__WHAT YOU WILL DO__. Below are the records; copy every line in them that holds the string "null".

__Dataset entries__.

★ ★ ★ ★ ★ ★ ★

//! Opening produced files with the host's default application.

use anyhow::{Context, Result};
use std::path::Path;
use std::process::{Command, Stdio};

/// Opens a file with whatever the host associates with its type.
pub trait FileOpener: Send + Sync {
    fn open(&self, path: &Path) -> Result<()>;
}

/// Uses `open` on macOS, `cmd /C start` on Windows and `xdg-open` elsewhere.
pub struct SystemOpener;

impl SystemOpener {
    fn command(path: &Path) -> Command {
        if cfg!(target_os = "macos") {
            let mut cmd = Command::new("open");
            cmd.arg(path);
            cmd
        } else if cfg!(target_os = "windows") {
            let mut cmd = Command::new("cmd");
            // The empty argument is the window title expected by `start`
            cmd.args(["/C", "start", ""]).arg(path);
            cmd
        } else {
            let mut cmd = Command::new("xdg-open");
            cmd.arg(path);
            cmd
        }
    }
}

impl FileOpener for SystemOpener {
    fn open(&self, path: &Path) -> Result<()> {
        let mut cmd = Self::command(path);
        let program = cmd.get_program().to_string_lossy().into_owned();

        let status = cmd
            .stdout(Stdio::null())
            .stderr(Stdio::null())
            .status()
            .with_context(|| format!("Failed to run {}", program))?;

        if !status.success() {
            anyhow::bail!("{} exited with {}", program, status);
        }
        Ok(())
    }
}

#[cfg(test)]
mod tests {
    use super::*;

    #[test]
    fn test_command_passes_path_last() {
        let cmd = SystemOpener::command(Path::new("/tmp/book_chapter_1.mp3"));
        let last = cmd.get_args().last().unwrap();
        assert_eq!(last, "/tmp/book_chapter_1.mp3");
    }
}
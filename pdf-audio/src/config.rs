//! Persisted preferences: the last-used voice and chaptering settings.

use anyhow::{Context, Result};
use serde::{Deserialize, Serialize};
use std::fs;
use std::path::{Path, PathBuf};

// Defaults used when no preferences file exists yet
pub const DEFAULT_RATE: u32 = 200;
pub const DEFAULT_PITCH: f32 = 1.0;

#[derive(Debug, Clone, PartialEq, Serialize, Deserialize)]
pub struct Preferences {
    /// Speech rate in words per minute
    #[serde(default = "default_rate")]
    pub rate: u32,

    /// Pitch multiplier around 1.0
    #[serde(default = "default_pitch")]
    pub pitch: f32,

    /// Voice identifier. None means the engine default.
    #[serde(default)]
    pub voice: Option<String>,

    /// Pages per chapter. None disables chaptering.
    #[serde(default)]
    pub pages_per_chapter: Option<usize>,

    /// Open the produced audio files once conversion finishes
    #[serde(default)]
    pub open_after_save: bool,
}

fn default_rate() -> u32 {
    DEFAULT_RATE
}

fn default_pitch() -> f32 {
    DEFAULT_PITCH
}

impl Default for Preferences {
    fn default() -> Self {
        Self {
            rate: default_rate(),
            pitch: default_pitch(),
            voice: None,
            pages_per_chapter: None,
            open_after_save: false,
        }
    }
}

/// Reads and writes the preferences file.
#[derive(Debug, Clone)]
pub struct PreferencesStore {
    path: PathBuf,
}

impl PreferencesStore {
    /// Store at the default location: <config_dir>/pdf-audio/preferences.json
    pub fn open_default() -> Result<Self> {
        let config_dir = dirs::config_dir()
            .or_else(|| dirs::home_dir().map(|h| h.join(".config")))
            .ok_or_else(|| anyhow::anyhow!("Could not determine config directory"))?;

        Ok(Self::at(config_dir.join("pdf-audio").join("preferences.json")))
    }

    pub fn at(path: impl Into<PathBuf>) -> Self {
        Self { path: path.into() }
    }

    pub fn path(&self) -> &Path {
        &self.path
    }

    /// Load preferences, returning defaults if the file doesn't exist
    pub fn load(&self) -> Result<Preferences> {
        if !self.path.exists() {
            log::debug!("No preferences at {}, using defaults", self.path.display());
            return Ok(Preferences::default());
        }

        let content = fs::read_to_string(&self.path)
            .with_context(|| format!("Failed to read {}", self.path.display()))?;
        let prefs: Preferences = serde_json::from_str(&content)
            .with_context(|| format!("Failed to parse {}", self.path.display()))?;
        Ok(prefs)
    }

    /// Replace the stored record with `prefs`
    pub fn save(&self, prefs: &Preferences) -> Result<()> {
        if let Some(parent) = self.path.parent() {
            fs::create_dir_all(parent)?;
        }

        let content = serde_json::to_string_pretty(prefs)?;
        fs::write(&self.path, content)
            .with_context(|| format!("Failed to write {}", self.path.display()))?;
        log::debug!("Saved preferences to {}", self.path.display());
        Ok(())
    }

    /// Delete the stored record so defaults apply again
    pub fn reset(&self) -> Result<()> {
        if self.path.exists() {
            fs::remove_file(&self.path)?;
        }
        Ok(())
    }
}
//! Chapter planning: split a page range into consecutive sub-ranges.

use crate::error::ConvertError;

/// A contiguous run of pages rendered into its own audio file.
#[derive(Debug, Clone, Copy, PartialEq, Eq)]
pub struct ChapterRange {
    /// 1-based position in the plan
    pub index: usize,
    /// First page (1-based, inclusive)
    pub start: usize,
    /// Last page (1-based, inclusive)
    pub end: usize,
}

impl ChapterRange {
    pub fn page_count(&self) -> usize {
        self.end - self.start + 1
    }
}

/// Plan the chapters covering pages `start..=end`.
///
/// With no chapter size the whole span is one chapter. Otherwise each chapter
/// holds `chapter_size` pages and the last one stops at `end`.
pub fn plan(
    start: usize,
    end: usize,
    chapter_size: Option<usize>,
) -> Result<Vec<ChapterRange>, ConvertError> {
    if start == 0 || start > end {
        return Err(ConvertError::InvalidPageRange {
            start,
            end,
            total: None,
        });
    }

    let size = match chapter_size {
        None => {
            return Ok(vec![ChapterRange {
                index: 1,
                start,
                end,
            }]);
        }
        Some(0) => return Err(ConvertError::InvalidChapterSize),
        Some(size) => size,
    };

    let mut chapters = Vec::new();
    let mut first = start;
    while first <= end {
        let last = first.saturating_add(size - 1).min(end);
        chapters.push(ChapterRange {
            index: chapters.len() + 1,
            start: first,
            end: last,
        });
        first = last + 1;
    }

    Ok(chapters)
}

★ ★ ★ ★ ★ ★ ★

__RESULT FOR THIS EXERCISE__.
            .stdout(Stdio::null())
            .stderr(Stdio::null())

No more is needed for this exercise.